I never read historical novels because there is no way to overlook the stupidity of those that came before us, and most likely, those that will come after us.   

History I believe, should be lived in the moment, alone in peace, with a good book and a bus transfer, for a page marker. Some things we do, shouldn’t be forgotten.

I made it to the library just as they were locking up for the day. The librarian, Angel Dumont, was waddling down the stairs. Rather than go into details, I held out the book to her. She looked at me like I’d pulled a gun. I just wanted to return the book, even though it wasn’t the book I borrowed; Lost that one. But I needed to apologize and make amends.

She started laughing. “Honey, that book been sitting on the shelf for a good ten years. We had a pool going to see which year some fool might check it out. Congratulations, you is now our fool, whether you wanted to be or not.”

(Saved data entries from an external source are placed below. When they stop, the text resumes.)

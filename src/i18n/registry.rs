//! Locale registry: Single source of truth for all supported locales.
//!
//! The site is published in a closed set of locales. Each entry ties a locale
//! code to its display names and to its translation dictionary, so adding a
//! locale means adding one entry here plus its `Translations`.
//!
//! The registry is built once behind a `OnceLock` and never written to again.

use crate::i18n::strings::{Translations, ENGLISH_TRANSLATIONS, FRENCH_TRANSLATIONS};
use std::sync::OnceLock;

/// Configuration for a supported locale.
#[derive(Debug, Clone)]
pub struct LocaleConfig {
    /// Locale code used as URL prefix and content folder (e.g., "fr", "en")
    pub code: &'static str,

    /// English name of the locale (e.g., "French")
    pub name: &'static str,

    /// Native name of the locale (e.g., "Français")
    pub native_name: &'static str,

    /// Whether this is the fallback locale (only one should be true)
    pub is_default: bool,

    /// UI strings for this locale
    pub translations: &'static Translations,
}

/// Global locale registry singleton.
pub struct LocaleRegistry {
    locales: Vec<LocaleConfig>,
}

/// Global registry instance (initialized lazily)
static REGISTRY: OnceLock<LocaleRegistry> = OnceLock::new();

impl LocaleRegistry {
    /// Get the global locale registry instance.
    pub fn get() -> &'static LocaleRegistry {
        REGISTRY.get_or_init(|| LocaleRegistry {
            locales: default_locales(),
        })
    }

    /// Get a locale configuration by its exact code.
    ///
    /// Matching is case-sensitive: URL segments and content folders are
    /// always lowercase.
    pub fn get_by_code(&self, code: &str) -> Option<&LocaleConfig> {
        self.locales.iter().find(|locale| locale.code == code)
    }

    /// All supported locales, in registry order.
    pub fn list_all(&self) -> Vec<&LocaleConfig> {
        self.locales.iter().collect()
    }

    /// Supported locale codes, in registry order.
    pub fn codes(&self) -> Vec<&'static str> {
        self.locales.iter().map(|locale| locale.code).collect()
    }

    /// Get the default locale configuration.
    ///
    /// # Panics
    /// Panics if the static table declares zero or several default locales.
    pub fn default_locale(&self) -> &LocaleConfig {
        let defaults: Vec<_> = self
            .locales
            .iter()
            .filter(|locale| locale.is_default)
            .collect();

        match defaults.len() {
            0 => panic!("No default locale found in registry"),
            1 => defaults[0],
            _ => panic!("Multiple default locales found in registry"),
        }
    }

    /// Check if a locale code is supported.
    pub fn is_supported(&self, code: &str) -> bool {
        self.get_by_code(code).is_some()
    }

    /// Look up a locale, falling back to the default one for unknown codes.
    pub fn get_or_default(&self, code: &str) -> &LocaleConfig {
        self.get_by_code(code)
            .unwrap_or_else(|| self.default_locale())
    }
}

/// The locales the site is published in. French is the default.
fn default_locales() -> Vec<LocaleConfig> {
    vec![
        LocaleConfig {
            code: "fr",
            name: "French",
            native_name: "Français",
            is_default: true,
            translations: &FRENCH_TRANSLATIONS,
        },
        LocaleConfig {
            code: "en",
            name: "English",
            native_name: "English",
            is_default: false,
            translations: &ENGLISH_TRANSLATIONS,
        },
    ]
}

I wished I’d remained aloof and alone, as there is nothing worse that can happen to a socially selective person, such as myself, as to be given a moniker by strangers. 

I waited for the bus to come and found that I couldn’t get the idea out of my head. I had, with the best of intentions, attempted to right a wrong, only to be ridiculed for what I read. 

So let that be a lesson to us all. If anything is to become of this world, it is going to have to take place in a history book in the future, because the present if just too full of opinionated people who don't pay enough attention to the weather channel.